Modeling and simulation of dry grinding of coke breeze in rod mills

Abstract

Limited to less than 5 m in diameter and, as such, no longer found in large-scale circuits, rod mills remain popular in medium- and small-scale plants, primarily owing to their ability to prevent overgrinding. One successful application of rod milling is in size reduction of coke breeze, a material generated from mechanical degradation of coke during handling which is used as solid combustible in iron ore sintering. The work investigates the grinding response of coke breeze in a laboratory rod mill, through experiments conducted with narrow-size feeds under a range of conditions. Data has been described using the size-mass balance model, which demonstrated that coke exhibits non-normalizable breakage response, with an inflexion point at 0.27 mm. The model showed very good ability to predict grinding of different narrow sizes after being fitted form a single test.
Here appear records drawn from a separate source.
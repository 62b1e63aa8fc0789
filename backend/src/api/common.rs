//! Error handling utilities for API responses.
//!
//! Provides a small response envelope and the conversion between
//! service-layer errors and HTTP responses.
//!
//! # Error Handling Flow
//! 1. Service layer returns a domain-specific `ServiceError`
//! 2. `service_error_to_http` converts it to the appropriate status code and
//!    a `{message}` body
//!
//! Business-rule failures map to distinct 4xx responses and are never logged
//! as server errors; infrastructure failures are logged server-side and
//! surfaced as a generic 500.

use crate::errors::ServiceError;
use axum::http::StatusCode;
use serde::{Deserialize, Serialize};

/// Response wrapper carrying a message and optional payload
#[derive(Debug, Serialize, Deserialize)]
pub struct ApiResponse<T> {
    /// Human-readable message
    pub message: String,
    /// Response data (present on success)
    #[serde(skip_serializing_if = "Option::is_none")]
    pub data: Option<T>,
}

impl<T> ApiResponse<T> {
    /// Create a successful response
    pub fn success(data: T, message: impl Into<String>) -> Self {
        Self {
            message: message.into(),
            data: Some(data),
        }
    }

    /// Create a data-less message response
    pub fn message(message: impl Into<String>) -> ApiResponse<()> {
        ApiResponse {
            message: message.into(),
            data: None,
        }
    }
}

/// Converts ServiceError to the appropriate HTTP response with standard format
pub fn service_error_to_http(error: ServiceError) -> (StatusCode, String) {
    let (status, message) = match error {
        ServiceError::Validation { message } => (StatusCode::BAD_REQUEST, message),
        ServiceError::NotFound { entity, identifier } => (
            StatusCode::NOT_FOUND,
            format!("{} '{}' not found", entity, identifier),
        ),
        ServiceError::DuplicateEmail { .. } => {
            (StatusCode::BAD_REQUEST, "User already exists".to_string())
        }
        ServiceError::InvalidCredentials => {
            (StatusCode::UNAUTHORIZED, "Invalid password".to_string())
        }
        ServiceError::NoPendingReset => {
            (StatusCode::BAD_REQUEST, "No reset request found".to_string())
        }
        ServiceError::InvalidToken => (StatusCode::UNAUTHORIZED, "Invalid token".to_string()),
        ServiceError::Expired => (StatusCode::GONE, "Reset link expired".to_string()),
        ServiceError::Database { source } => {
            tracing::error!("Database error: {}", source);
            (StatusCode::INTERNAL_SERVER_ERROR, "Server error".to_string())
        }
        ServiceError::Internal { message } => {
            tracing::error!("Internal error: {}", message);
            (StatusCode::INTERNAL_SERVER_ERROR, "Server error".to_string())
        }
    };

    let error_response = ApiResponse::<()>::message(message);
    (status, serde_json::to_string(&error_response).unwrap())
}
The validity of the Austin-Klimpel-Luckie scale-up relationship, incorporating an additional correction term for moisture, has then been demonstrated by comparing results from experiments with different rod sizes, mill fillings, interstitial fillings and moisture contents to predictions, with very good agreement. Finally, predictions of product size of an industrial mill operating at different throughputs were also in good agreements to data collected in plant surveys, demonstrating the great potential of the model in optimizing full-scale operations.